Property	Default value	Description
timeline.metrics.host.aggregator.ttl	86400	1 minute resolution data purge interval. Default is 1 day.
timeline.metrics.host.aggregator.minute.ttl	604800	Host based X minutes resolution data purge interval. Default is 7 days. (X = configurable interval, default interval is 2 minutes)
timeline.metrics.host.aggregator.hourly.ttl	2592000	Host based hourly resolution data purge interval. Default is 30 days.
timeline.metrics.host.aggregator.daily.ttl	31536000	Host based daily resolution data purge interval. Default is 1 year.
timeline.metrics.cluster.aggregator.minute.ttl	2592000	Cluster wide minute resolution data purge interval. Default is 30 days.
timeline.metrics.cluster.aggregator.hourly.ttl	31536000	Cluster wide hourly resolution data purge interval. Default is 1 year.
timeline.metrics.cluster.aggregator.daily.ttl	63072000	Cluster wide daily resolution data purge interval. Default is 2 years.
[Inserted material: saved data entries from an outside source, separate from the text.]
//! Sidebar collapse toggle.
//!
//! Collapsing sets `sidebar-collapsed` on `<body>`, persists the flag and
//! fires a `sidebarToggle` event on `window` so unrelated scripts can react.
//! The toggle button follows the sidebar's right edge, tracked with a
//! `ResizeObserver` and window resizes.

use crate::shared::dom;
use crate::shared::icons::icon;
use crate::shared::storage::{KeyValueStore, LocalStorage, PersistedFlag};
use contracts::preferences::PreferenceKey;
use js_sys::Array;
use leptos::prelude::*;
use serde::Serialize;
use wasm_bindgen::prelude::*;
use wasm_bindgen::JsCast;
use web_sys::{CustomEvent, CustomEventInit, ResizeObserver};

pub const SIDEBAR_SELECTOR: &str = ".sidebar";
pub const SIDEBAR_TOGGLE_EVENT: &str = "sidebarToggle";

/// Space between the sidebar edge and the toggle button.
const TOGGLE_GAP_PX: f64 = 8.0;

/// `detail` of the page-wide toggle event.
#[derive(Debug, Clone, Copy, PartialEq, Eq, Serialize)]
pub struct SidebarToggled {
    pub collapsed: bool,
}

pub trait CollapseNotifier {
    fn notify(&self, event: SidebarToggled);
}

/// Dispatches [`SIDEBAR_TOGGLE_EVENT`] on `window`.
#[derive(Debug, Clone, Copy, Default)]
pub struct WindowNotifier;

impl WindowNotifier {
    fn dispatch(event: SidebarToggled) -> Result<(), JsValue> {
        let detail = serde_wasm_bindgen::to_value(&event)
            .map_err(|e| JsValue::from_str(&format!("Failed to serialize event detail: {}", e)))?;
        let init = CustomEventInit::new();
        init.set_detail(&detail);
        let custom = CustomEvent::new_with_event_init_dict(SIDEBAR_TOGGLE_EVENT, &init)?;
        dom::window()?.dispatch_event(&custom)?;
        Ok(())
    }
}

impl CollapseNotifier for WindowNotifier {
    fn notify(&self, event: SidebarToggled) {
        if let Err(e) = Self::dispatch(event) {
            log::warn!("Failed to dispatch {}: {:?}", SIDEBAR_TOGGLE_EVENT, e);
        }
    }
}

#[derive(Debug)]
pub struct SidebarState<S, N> {
    flag: PersistedFlag<S>,
    notifier: N,
}

impl<S: KeyValueStore, N: CollapseNotifier> SidebarState<S, N> {
    pub fn new(store: S, notifier: N) -> Self {
        Self {
            flag: PersistedFlag::new(PreferenceKey::SidebarCollapsed, store),
            notifier,
        }
    }

    pub fn restore(&self) -> bool {
        self.flag.restore()
    }

    /// Flip, persist and announce the new state. Exactly one notification per call.
    pub fn toggle(&self) -> bool {
        let collapsed = self.flag.toggle();
        self.notifier.notify(SidebarToggled { collapsed });
        collapsed
    }
}

/// Horizontal position of the toggle for a sidebar of `sidebar_width` pixels.
pub fn toggle_left_offset(sidebar_width: f64) -> f64 {
    let width = if sidebar_width.is_finite() {
        sidebar_width.max(0.0)
    } else {
        0.0
    };
    width + TOGGLE_GAP_PX
}

pub fn toggle_icon_name(collapsed: bool) -> &'static str {
    if collapsed {
        "chevron-right"
    } else {
        "chevron-left"
    }
}

fn apply_collapsed(collapsed: bool) {
    dom::set_body_class(PreferenceKey::SidebarCollapsed.body_class(), collapsed);
}

/// Keep `left` in sync with the sidebar's rendered width.
fn track_sidebar_width(left: RwSignal<f64>) -> Result<(), JsValue> {
    let document = dom::document()?;
    let Some(sidebar) = document.query_selector(SIDEBAR_SELECTOR)? else {
        log::warn!("'{}' not found, sidebar toggle stays at the page edge", SIDEBAR_SELECTOR);
        return Ok(());
    };

    let measured = sidebar.clone();
    let reposition = move || {
        let width = measured.get_bounding_client_rect().width();
        left.set(toggle_left_offset(width));
    };

    // The observer fires once right after `observe`, when layout is ready,
    // and again on every size change of the sidebar itself.
    let on_resize_observed = Closure::<dyn FnMut(Array, ResizeObserver)>::new({
        let reposition = reposition.clone();
        move |_entries: Array, _observer: ResizeObserver| reposition()
    });
    let observer = ResizeObserver::new(on_resize_observed.as_ref().unchecked_ref())?;
    observer.observe(&sidebar);
    // The browser keeps an observer with live targets alive.
    on_resize_observed.forget();

    dom::listen(&dom::window()?.into(), "resize", move |_: web_sys::Event| reposition())?;
    Ok(())
}

#[component]
pub fn SidebarToggle() -> impl IntoView {
    let sidebar = SidebarState::new(LocalStorage, WindowNotifier);

    let initial = sidebar.restore();
    apply_collapsed(initial);
    let collapsed = RwSignal::new(initial);
    let left = RwSignal::new(toggle_left_offset(0.0));

    if let Err(e) = track_sidebar_width(left) {
        log::warn!("Sidebar toggle repositioning disabled: {:?}", e);
    }

    let on_toggle = move |_| {
        let next = sidebar.toggle();
        apply_collapsed(next);
        collapsed.set(next);
        log::debug!("Sidebar collapsed: {}", next);
    };

    view! {
        <button
            id="sidebar-toggle"
            class="sidebar-toggle"
            type="button"
            style:left=move || format!("{}px", left.get())
            aria-expanded=move || if collapsed.get() { "false" } else { "true" }
            title=move || if collapsed.get() { "Mostrar menu" } else { "Ocultar menu" }
            on:click=on_toggle
        >
            {move || icon(toggle_icon_name(collapsed.get()))}
        </button>
    }
}
//! Dark mode toggle.
//!
//! The preference is stored under `darkMode` and applied as the `dark-mode`
//! class on `<body>`. All colour changes live in the injected stylesheet.

use crate::shared::dom;
use crate::shared::icons::icon;
use crate::shared::storage::{KeyValueStore, LocalStorage, PersistedFlag};
use contracts::preferences::PreferenceKey;
use leptos::prelude::*;

/// Dark mode state over some key-value store.
#[derive(Debug)]
pub struct DarkMode<S> {
    flag: PersistedFlag<S>,
}

impl<S: KeyValueStore> DarkMode<S> {
    pub fn new(store: S) -> Self {
        Self {
            flag: PersistedFlag::new(PreferenceKey::DarkMode, store),
        }
    }

    /// Persisted preference, to be applied before the toggle is shown.
    pub fn restore(&self) -> bool {
        self.flag.restore()
    }

    /// Flip and persist. Returns the new state.
    pub fn toggle(&self) -> bool {
        self.flag.toggle()
    }
}

/// Icon shown on the toggle: what a click switches to.
pub fn toggle_icon_name(enabled: bool) -> &'static str {
    if enabled {
        "sun"
    } else {
        "moon"
    }
}

fn apply_dark_mode(enabled: bool) {
    dom::set_body_class(PreferenceKey::DarkMode.body_class(), enabled);
}

#[component]
pub fn DarkModeToggle() -> impl IntoView {
    let dark_mode = DarkMode::new(LocalStorage);

    let initial = dark_mode.restore();
    apply_dark_mode(initial);
    let enabled = RwSignal::new(initial);

    let on_toggle = move |_| {
        let next = dark_mode.toggle();
        apply_dark_mode(next);
        enabled.set(next);
        log::debug!("Dark mode: {}", next);
    };

    view! {
        <button
            id="dark-mode-toggle"
            class="dark-mode-toggle"
            type="button"
            aria-pressed=move || if enabled.get() { "true" } else { "false" }
            title=move || if enabled.get() { "Modo claro" } else { "Modo escuro" }
            on:click=on_toggle
        >
            {move || icon(toggle_icon_name(enabled.get()))}
        </button>
    }
}

#[cfg(test)]
mod tests {
    use super::*;
    use crate::shared::storage::testing::DroppingStore;
    use crate::shared::storage::MemoryStore;

    #[test]
    fn starts_disabled_without_stored_preference() {
        assert!(!DarkMode::new(MemoryStore::default()).restore());
    }

    #[test]
    fn toggle_survives_reload() {
        let store = MemoryStore::default();

        let first_page = DarkMode::new(store.clone());
        assert!(first_page.toggle());
        assert_eq!(store.get("darkMode").as_deref(), Some("true"));

        // A fresh controller over the same storage is a page reload.
        let reloaded = DarkMode::new(store.clone());
        assert!(reloaded.restore());

        assert!(!reloaded.toggle());
        assert!(!DarkMode::new(store).restore());
    }

    #[test]
    fn toggle_alternates_without_working_storage() {
        let dark_mode = DarkMode::new(DroppingStore);
        assert!(!dark_mode.restore());

        let states: Vec<bool> = (0..3).map(|_| dark_mode.toggle()).collect();
        assert_eq!(states, vec![true, false, true]);
    }

    #[test]
    fn icon_offers_the_other_mode() {
        assert_eq!(toggle_icon_name(false), "moon");
        assert_eq!(toggle_icon_name(true), "sun");
    }
}
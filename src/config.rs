use std::path::Path;

use serde::{Deserialize, Serialize};

use crate::{compute::BackendKind, Activation, Error, Result};

/// Settings of a training run. Every field has a default, so a YAML file only
/// needs the keys it changes.
#[derive(Debug, Clone, PartialEq, Serialize, Deserialize)]
#[serde(default, deny_unknown_fields)]
pub struct TrainConfig {
    /// Hidden layer size, used only when weights are generated.
    pub hidden: usize,
    pub learning_rate: f64,
    pub max_epochs: usize,
    pub activation: Activation,
    pub backend: BackendKind,
    /// Parallel backend pool size; `0` uses rayon's global pool.
    pub threads: usize,
    /// Weight generation seed, drawn at random when absent.
    pub seed: Option<u64>,
    pub output_prefix: String,
    pub save_improvements: bool,
}

impl Default for TrainConfig {
    fn default() -> Self {
        Self {
            hidden: 1,
            learning_rate: 0.5,
            max_epochs: 1_000_000,
            activation: Activation::Sigmoid,
            backend: BackendKind::Sequential,
            threads: 0,
            seed: None,
            output_prefix: "W".to_string(),
            save_improvements: true,
        }
    }
}

impl TrainConfig {
    pub fn load(path: &Path) -> Result<Self> {
        let config: Self = serde_yaml::from_str(&std::fs::read_to_string(path)?)?;
        config.validate()?;
        Ok(config)
    }

    pub fn validate(&self) -> Result<()> {
        if !self.learning_rate.is_finite() || self.learning_rate <= 0. {
            return Err(Error::InvalidConfig(format!(
                "learning rate must be a positive number, got {}",
                self.learning_rate
            )));
        }
        if self.hidden == 0 {
            return Err(Error::InvalidConfig("hidden layer needs at least one neuron".to_string()));
        }
        Ok(())
    }
}
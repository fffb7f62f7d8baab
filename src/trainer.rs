use tracing::{debug, info, trace, warn};

use crate::{
    calc_cost, is_prediction_ok, CancellationToken, Error, Network, NoopObserver, Result, TrainConfig, TrainingData,
    TrainingObserver, TrainingReport, WeightSet, WeightsSnapshot,
};

/// Online backpropagation over a [`TrainingData`] set: one weight update per
/// sample, one improvement check per epoch.
pub struct Trainer<'a> {
    data: &'a TrainingData,
    network: Network,
    learning_rate: f64,
    max_epochs: usize,
    observer: Box<dyn TrainingObserver + 'a>,
    cancellation: Option<CancellationToken>,
    final_errors: Vec<f64>,
    initial_errors: Vec<f64>,
}

impl<'a> Trainer<'a> {
    pub fn new(data: &'a TrainingData, network: Network, learning_rate: f64, max_epochs: usize) -> Self {
        let final_errors = vec![0.; network.weights().output()];
        let initial_errors = vec![0.; network.weights().hidden()];
        Self {
            data,
            network,
            learning_rate,
            max_epochs,
            observer: Box::new(NoopObserver),
            cancellation: None,
            final_errors,
            initial_errors,
        }
    }

    pub fn with_observer(mut self, observer: impl TrainingObserver + 'a) -> Self {
        self.observer = Box::new(observer);
        self
    }

    pub fn with_cancellation(mut self, token: CancellationToken) -> Self {
        self.cancellation = Some(token);
        self
    }

    pub fn network(&self) -> &Network { &self.network }

    pub fn into_network(self) -> Network {
        self.network
    }

    fn check(&self) -> Result<()> {
        let weights = self.network.weights();
        if self.data.inputs() != weights.input() {
            return Err(Error::DimensionMismatch {
                what: "training data inputs",
                expected: weights.input(),
                actual: self.data.inputs(),
            });
        }
        if self.data.outputs() != weights.output() {
            return Err(Error::DimensionMismatch {
                what: "training data outputs",
                expected: weights.output(),
                actual: self.data.outputs(),
            });
        }
        if !self.learning_rate.is_finite() || self.learning_rate <= 0. {
            return Err(Error::InvalidConfig(format!(
                "learning rate must be a positive number, got {}",
                self.learning_rate
            )));
        }
        Ok(())
    }

    /// Forward pass, error and weight update for one sample. Returns the
    /// squared error cost and whether the binarized prediction was wrong.
    fn train_sample(&mut self, epoch: usize, sample: usize) -> Result<(f64, bool)> {
        let data = self.data;
        let input = data.input(sample);
        let target = data.output(sample);
        let rate = self.learning_rate;
        let activation = self.network.activation();

        self.network.proceed(input)?;
        let (weights, backend, hidden, output) = self.network.parts_mut();

        for (neuron, ((e, t), y)) in self.final_errors.iter_mut().zip(target).zip(output).enumerate() {
            if !y.is_finite() {
                return Err(Error::NonFiniteOutput { epoch, sample, neuron, value: *y });
            }
            *e = t - y;
        }
        let cost = calc_cost(output, target);
        let mistake = !is_prediction_ok(output, target);

        let (initial_cluster, final_cluster) = weights.clusters_mut();
        // hidden errors read the final cluster before it is updated
        backend.hidden_errors(final_cluster, &self.final_errors, hidden, rate, activation, &mut self.initial_errors)?;
        backend.output_errors(&mut self.final_errors, output, rate, activation)?;
        backend.update_weights(final_cluster, hidden, &self.final_errors)?;
        backend.update_weights(initial_cluster, input, &self.initial_errors)?;

        Ok((cost, mistake))
    }

    pub fn run(&mut self) -> Result<TrainingReport> {
        self.check()?;

        let samples = self.data.samples();
        let weights = self.network.weights();
        info!(
            input = weights.input(),
            hidden = weights.hidden(),
            output = weights.output(),
            samples,
            activation = %self.network.activation(),
            backend = self.network.backend().name(),
            learning_rate = self.learning_rate,
            max_epochs = self.max_epochs,
            "training started"
        );

        let mut min_errors = samples + 1;
        let mut epoch_zero_errors = None;
        let mut epochs_executed = self.max_epochs;
        let mut improved_weights = Vec::new();

        for epoch in 0..self.max_epochs {
            let mut mistakes = 0;
            let mut cost_sum = 0.;
            for sample in 0..samples {
                let (cost, mistake) = self.train_sample(epoch, sample)?;
                cost_sum += cost;
                if mistake {
                    mistakes += 1;
                }
            }
            trace!(epoch, mistakes, cost = cost_sum, "epoch finished");

            if mistakes >= min_errors {
                continue;
            }
            min_errors = mistakes;
            debug!(epoch, errors = mistakes, "weights improved");

            let snapshot = WeightsSnapshot { epoch, errors: mistakes, weights: self.network.weights().clone() };
            self.observer.on_epoch_improved(&snapshot)?;
            improved_weights.push(snapshot);

            if mistakes == 0 {
                epoch_zero_errors = Some(epoch);
                epochs_executed = epoch + 1;
                break;
            }
            if self.cancellation.as_ref().map_or(false, CancellationToken::is_cancelled) {
                warn!(epoch, errors = mistakes, "training cancelled");
                return Err(Error::Cancelled { epoch });
            }
        }

        info!(epochs_executed, min_errors, converged = epoch_zero_errors.is_some(), "training finished");
        Ok(TrainingReport::new(epochs_executed, epoch_zero_errors, min_errors, improved_weights))
    }
}

/// Seed for runs that did not ask for one.
pub fn random_seed() -> u64 {
    rand::random()
}

/// Trains `weights`, or weights generated from `config.seed` when none are
/// given, and returns the report of the run.
pub fn train(data: &TrainingData, weights: Option<WeightSet>, config: &TrainConfig) -> Result<TrainingReport> {
    config.validate()?;
    let weights = match weights {
        Some(weights) => weights,
        None => {
            let seed = config.seed.unwrap_or_else(random_seed);
            WeightSet::generate(data.inputs(), config.hidden, data.outputs(), seed)?
        }
    };
    let network = Network::with_backend(weights, config.activation, config.backend.create(config.threads)?);
    Trainer::new(data, network, config.learning_rate, config.max_epochs).run()
}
Note: The precision table at 1 minute resolution stores raw precision data for 1 day, when user queries for past 1 hour of data, the AMS API returns raw precision data.

Modifying the aggregation intervals for HOST and CLUSTER aggregators.

On wake up the aggregator threads resume from (last run time + interval) as long as last run time is not too old.

Property	Default value	Description
timeline.metrics.host.aggregator.minute.interval	120	Time in seconds to sleep for the minute resolution host based aggregator. Default resolution is 2 minutes.
timeline.metrics.host.aggregator.hourly.interval	3600	Time in seconds to sleep for the hourly resolution host based aggregator. Default resolution is 1 hour.
timeline.metrics.host.aggregator.daily.interval	86400	Time in seconds to sleep for the day resolution host based aggregator. Default resolution is 24 hours.
timeline.metrics.cluster.aggregator.minute.interval	120	Time in seconds to sleep for the minute resolution cluster wide aggregator. Default resolution is 2 minutes.
timeline.metrics.cluster.aggregator.hourly.interval	3600	Time in seconds to sleep for the hourly resolution cluster wide aggregator. Default is 1 hour.
timeline.metrics.cluster.aggregator.daily.interval	86400	Time in seconds to sleep for the day resolution cluster wide aggregator. Default is 24 hours.

Modifying checkpoint information. The aggregators store the timestamp or last run time on local FS.
After reading last run time, the aggregator thread decides to aggregate as long as the (currentTime - lastRunTime) < multipler * aggregation_interval.
The multiplier is configurable for each aggregator.

Property	Default value	Description
timeline.metrics.host.aggregator.minute.checkpointCutOffMultiplier	2	Multiplier value * interval = Max allowed checkpoint lag. Effectively if aggregator checkpoint is greater than max allowed checkpoint delay, the checkpoint will be discarded by the aggregator.
timeline.metrics.host.aggregator.hourly.checkpointCutOffMultiplier	2	Same as above
timeline.metrics.host.aggregator.daily.checkpointCutOffMultiplier	1	Same as above
timeline.metrics.cluster.aggregator.minute.checkpointCutOffMultiplier	2	Same as above
timeline.metrics.cluster.aggregator.hourly.checkpointCutOffMultiplier	2	Same as above
timeline.metrics.cluster.aggregator.daily.checkpointCutOffMultiplier	1	Same as above
timeline.metrics.aggregator.checkpoint.dir	/var/lib/ambari-metrics-collector/checkpoint	Directory to store aggregator checkpoints. Change to a permanent location so that checkpoint are not lost.

Other important configuration properties

Property	Default value	Description
timeline.metrics.host.aggregator.*.disabled	false	Disable host based * aggregations. ( * => minute/hourly/daily)
timeline.metrics.cluster.aggregator.*.disabled	false	Disable cluster based * aggregations. ( * => minute/hourly/daily)
timeline.metrics.cluster.aggregator.minute.timeslice.interval	30	Lowest resolution of desired data for cluster level minute aggregates.
timeline.metrics.hbase.data.block.encoding	FAST_DIFF	Codecs are enabled on a table by setting the DATA_BLOCK_ENCODING property. Default encoding is FAST_DIFF. This can be changed only before creating tables.
timeline.metrics.hbase.compression.scheme	SNAPPY	Compression codes need to be installed and available before setting the scheme. Default compression is SNAPPY. Disable by setting to None. This can be changed only before creating tables.
timeline.metrics.service.default.result.limit	5760	Max result limit on number of rows returned. Calculated as follows: 4 aggregate metrics/min * 60 * 24: Retrieve aggregate data for 1 day.
timeline.metrics.service.checkpointDelay	60	Time in seconds to sleep on the first run or when the checkpoint is too old.
timeline.metrics.service.resultset.fetchSize	2000	JDBC resultset prefect size for aggregator queries.
timeline.metrics.service.cluster.aggregator.appIds	datanode,nodemanager,hbase	List of application ids to use for aggregating host level metrics for an application. Example: bytes_read across Yarn Nodemanagers.